Altura has accumulated a large oil-weighted drilling inventory with exposure to several different plays and continues to pursue conventional crude oil plays in the Western Canadian Sedimentary Basin with a focus in central Alberta targeting the shallow, multi-zone, oil-weighted section of the Upper Mannville Group.  This area is expected to generate strong cash netbacks with competitive drilling and completion costs for these shallow targets, thereby delivering attractive economics in the context of the current commodity price environment.  

Through the remainder of 2017, Altura plans to drill two extended reach horizontal wells at Leduc-Woodbend and to build, pipeline connect and operate a gas gathering, emulsion and produced water pipeline and water disposal facility to reduce operating costs associated with pool development and production.  Additionally, the Company plans to commence equipment purchases and initial construction of a multi-well battery at Leduc-Woodbend that is expected to be commissioned in the first half of 2018. 

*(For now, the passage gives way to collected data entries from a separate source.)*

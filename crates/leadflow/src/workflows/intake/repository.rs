use std::collections::BTreeMap;

use serde::{Deserialize, Serialize};

use super::domain::{LeadSubmission, RoutingDecision, ScoredLead};

/// Identifier wrapper for stored leads.
#[derive(Debug, Clone, PartialEq, Eq, Hash, Serialize, Deserialize)]
pub struct LeadId(pub String);

/// Lifecycle status tracked for a stored lead.
#[derive(Debug, Clone, Copy, PartialEq, Eq, Serialize, Deserialize)]
pub enum LeadStatus {
    Received,
    Routed,
    Queued,
    Cancelled,
}

impl LeadStatus {
    pub const fn label(self) -> &'static str {
        match self {
            LeadStatus::Received => "received",
            LeadStatus::Routed => "routed",
            LeadStatus::Queued => "queued",
            LeadStatus::Cancelled => "cancelled",
        }
    }
}

/// Repository record pairing the scored lead with its routing decision.
#[derive(Debug, Clone, Serialize, Deserialize)]
pub struct LeadRecord {
    pub lead_id: LeadId,
    pub scored: ScoredLead,
    pub decision: Option<RoutingDecision>,
    pub status: LeadStatus,
}

impl LeadRecord {
    pub fn submission(&self) -> &LeadSubmission {
        &self.scored.submission
    }

    pub fn status_view(&self) -> LeadStatusView {
        let decision = self.decision.as_ref();
        LeadStatusView {
            lead_id: self.lead_id.clone(),
            status: self.status.label(),
            qualification: self.scored.qualification.label(),
            aggregate_score: self.scored.aggregate,
            response_sla: self.scored.response_sla.label(),
            priority: decision.map(|d| d.priority.label()),
            assigned_team: decision.map(|d| d.team.clone()),
            assigned_member: decision.and_then(|d| d.outcome.member_id()).map(|id| id.0.clone()),
            routing_reason: decision.map(|d| d.reason.clone()),
        }
    }
}

/// Storage abstraction so the intake service can be exercised in isolation.
pub trait LeadRepository: Send + Sync {
    fn insert(&self, record: LeadRecord) -> Result<LeadRecord, RepositoryError>;
    fn update(&self, record: LeadRecord) -> Result<(), RepositoryError>;
    fn fetch(&self, id: &LeadId) -> Result<Option<LeadRecord>, RepositoryError>;
    fn recent(&self, limit: usize) -> Result<Vec<LeadRecord>, RepositoryError>;
}

/// Error enumeration for repository failures.
#[derive(Debug, thiserror::Error)]
pub enum RepositoryError {
    #[error("record already exists")]
    Conflict,
    #[error("record not found")]
    NotFound,
    #[error("repository unavailable: {0}")]
    Unavailable(String),
}

/// Outbound hook where CRM and call-placement adapters subscribe to routed
/// leads.
pub trait NotificationSink: Send + Sync {
    fn publish(&self, notification: RoutingNotification) -> Result<(), NotificationError>;
}

/// Notification payload so routes/tests can assert the integration boundary.
#[derive(Debug, Clone, PartialEq, Eq, Serialize, Deserialize)]
pub struct RoutingNotification {
    pub template: String,
    pub lead_id: LeadId,
    pub details: BTreeMap<String, String>,
}

/// Notification dispatch error.
#[derive(Debug, thiserror::Error)]
pub enum NotificationError {
    #[error("notification transport unavailable: {0}")]
    Transport(String),
}

/// Sanitized representation of a lead's exposed status.
#[derive(Debug, Clone, Serialize)]
pub struct LeadStatusView {
    pub lead_id: LeadId,
    pub status: &'static str,
    pub qualification: &'static str,
    pub aggregate_score: u8,
    pub response_sla: &'static str,
    #[serde(skip_serializing_if = "Option::is_none")]
    pub priority: Option<&'static str>,
    #[serde(skip_serializing_if = "Option::is_none")]
    pub assigned_team: Option<String>,
    #[serde(skip_serializing_if = "Option::is_none")]
    pub assigned_member: Option<String>,
    #[serde(skip_serializing_if = "Option::is_none")]
    pub routing_reason: Option<String>,
}
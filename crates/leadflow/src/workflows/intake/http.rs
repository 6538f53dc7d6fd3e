use std::sync::Arc;

use axum::{
    extract::{Path, State},
    http::StatusCode,
    response::{IntoResponse, Response},
    routing::{get, post},
    Router,
};
use serde_json::json;

use super::clock::Clock;
use super::domain::LeadSubmission;
use super::repository::{LeadId, LeadRepository, NotificationSink, RepositoryError};
use super::roster::{RosterError, RosterStore};
use super::routing::RoutingError;
use super::service::{IntakeServiceError, LeadIntakeService};

/// Router builder exposing HTTP endpoints for lead intake and status.
pub fn intake_router<S, R, N, C>(service: Arc<LeadIntakeService<S, R, N, C>>) -> Router
where
    S: RosterStore + 'static,
    R: LeadRepository + 'static,
    N: NotificationSink + 'static,
    C: Clock + 'static,
{
    Router::new()
        .route("/api/v1/intake/leads", post(submit_handler::<S, R, N, C>))
        .route(
            "/api/v1/intake/leads/:lead_id",
            get(status_handler::<S, R, N, C>),
        )
        .route(
            "/api/v1/intake/leads/:lead_id/cancel",
            post(cancel_handler::<S, R, N, C>),
        )
        .with_state(service)
}

pub(crate) async fn submit_handler<S, R, N, C>(
    State(service): State<Arc<LeadIntakeService<S, R, N, C>>>,
    axum::Json(submission): axum::Json<LeadSubmission>,
) -> Response
where
    S: RosterStore + 'static,
    R: LeadRepository + 'static,
    N: NotificationSink + 'static,
    C: Clock + 'static,
{
    match service.intake(submission) {
        Ok(record) => (StatusCode::ACCEPTED, axum::Json(record.status_view())).into_response(),
        Err(IntakeServiceError::Repository(RepositoryError::Conflict)) => {
            let payload = json!({
                "error": "lead already exists",
            });
            (StatusCode::CONFLICT, axum::Json(payload)).into_response()
        }
        Err(err) => error_response(err),
    }
}

pub(crate) async fn status_handler<S, R, N, C>(
    State(service): State<Arc<LeadIntakeService<S, R, N, C>>>,
    Path(lead_id): Path<String>,
) -> Response
where
    S: RosterStore + 'static,
    R: LeadRepository + 'static,
    N: NotificationSink + 'static,
    C: Clock + 'static,
{
    let id = LeadId(lead_id);
    match service.get(&id) {
        Ok(record) => (StatusCode::OK, axum::Json(record.status_view())).into_response(),
        Err(IntakeServiceError::Repository(RepositoryError::NotFound)) => {
            let payload = json!({
                "lead_id": id.0,
                "status": "received",
                "routing_reason": "pending routing",
            });
            (StatusCode::OK, axum::Json(payload)).into_response()
        }
        Err(err) => error_response(err),
    }
}

pub(crate) async fn cancel_handler<S, R, N, C>(
    State(service): State<Arc<LeadIntakeService<S, R, N, C>>>,
    Path(lead_id): Path<String>,
) -> Response
where
    S: RosterStore + 'static,
    R: LeadRepository + 'static,
    N: NotificationSink + 'static,
    C: Clock + 'static,
{
    let id = LeadId(lead_id);
    match service.cancel(&id) {
        Ok(record) => (StatusCode::OK, axum::Json(record.status_view())).into_response(),
        Err(IntakeServiceError::Repository(RepositoryError::NotFound)) => {
            let payload = json!({
                "error": "lead not found",
            });
            (StatusCode::NOT_FOUND, axum::Json(payload)).into_response()
        }
        Err(err) => error_response(err),
    }
}

/// An unreachable store maps to 503 so the intake pipeline queues the lead
/// for retry instead of dropping it; everything else is a plain 500.
fn error_response(err: IntakeServiceError) -> Response {
    let status = match &err {
        IntakeServiceError::Routing(RoutingError::Roster(RosterError::Unavailable(_)))
        | IntakeServiceError::Repository(RepositoryError::Unavailable(_)) => {
            StatusCode::SERVICE_UNAVAILABLE
        }
        _ => StatusCode::INTERNAL_SERVER_ERROR,
    };

    let payload = json!({
        "error": err.to_string(),
    });
    (status, axum::Json(payload)).into_response()
}
use super::super::domain::{FactorScores, Qualification, ResponseSla};
use super::config::ScoringConfig;

const URGENCY_OVERRIDE: u8 = 90;
const CASE_VALUE_OVERRIDE: u8 = 85;
const VALUE_URGENCY_MULTIPLIER: f64 = 1.2;
const VALUE_ENGAGEMENT_MULTIPLIER: f64 = 1.1;

/// Ordered tier rules, first match wins. The two override rules let a
/// critical-urgency or high-value lead reach HOT below the plain 75 cutoff.
pub(crate) fn qualify(aggregate: u8, factors: &FactorScores) -> Qualification {
    if factors.urgency >= URGENCY_OVERRIDE && aggregate >= 60 {
        return Qualification::Hot;
    }
    if factors.case_value >= CASE_VALUE_OVERRIDE && aggregate >= 70 {
        return Qualification::Hot;
    }
    if aggregate >= 75 {
        return Qualification::Hot;
    }
    if aggregate >= 50 {
        return Qualification::Warm;
    }
    Qualification::Cold
}

/// Which HOT override fired, if any. Feeds the routing reason text.
pub(crate) fn hot_override(aggregate: u8, factors: &FactorScores) -> Option<&'static str> {
    if factors.urgency >= URGENCY_OVERRIDE && aggregate >= 60 {
        return Some("urgency override");
    }
    if factors.case_value >= CASE_VALUE_OVERRIDE && aggregate >= 70 {
        return Some("case-value override");
    }
    None
}

/// Heuristic monetary estimate: category base, lifted for urgent and highly
/// engaged leads. Multipliers compose.
pub(crate) fn estimated_value(
    case_type: &str,
    factors: &FactorScores,
    config: &ScoringConfig,
) -> u32 {
    let mut value = f64::from(config.value_base(case_type));
    if factors.urgency >= 80 {
        value *= VALUE_URGENCY_MULTIPLIER;
    }
    if factors.engagement >= 70 {
        value *= VALUE_ENGAGEMENT_MULTIPLIER;
    }
    value.round() as u32
}

pub(crate) const fn response_sla(qualification: Qualification) -> ResponseSla {
    match qualification {
        Qualification::Hot => ResponseSla::Minutes15,
        Qualification::Warm => ResponseSla::Hour1,
        Qualification::Cold => ResponseSla::Hours24,
    }
}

Altura has accumulated a large land position totaling 56 net sections in the Leduc-Woodbend area with encouraging early results from the two horizontal wells drilled to date.  As a result, the board of directors of the Company has approved a $3.0 million increase to the capital development budget for 2017 with all of the increase directed towards advancing the larger scale opportunity at Leduc-Woodbend.  The capital development budget is now expected to total $20.0 million with $14.6 million to drill, complete, equip and tie-in a total of eight 100% working interest wells.  Approximately 60% of the total budget will be invested in the Leduc-Woodbend area.

Assuming $14.6 million of well-related capital, the planned eight net well drilling program is forecast to add approximately 750 boe per day by December 2017, which delivers a capital efficiency of approximately $19,500/boe per day. The incremental production is expected to offset forecast base declines and grow overall production to exit 2017 at a rate of approximately 1,350 boe per day which represents a 37% increase over fourth quarter 2016 of 988 boe per day. 

RESERVES

Due to the Company's successful first half of 2017 drilling program, Altura requested the independent reserve evaluator, McDaniel & Associates Consultants Ltd. ("McDaniel"), to prepare a mid-year reserve report (the "McDaniel Report") as of June 30, 2017. 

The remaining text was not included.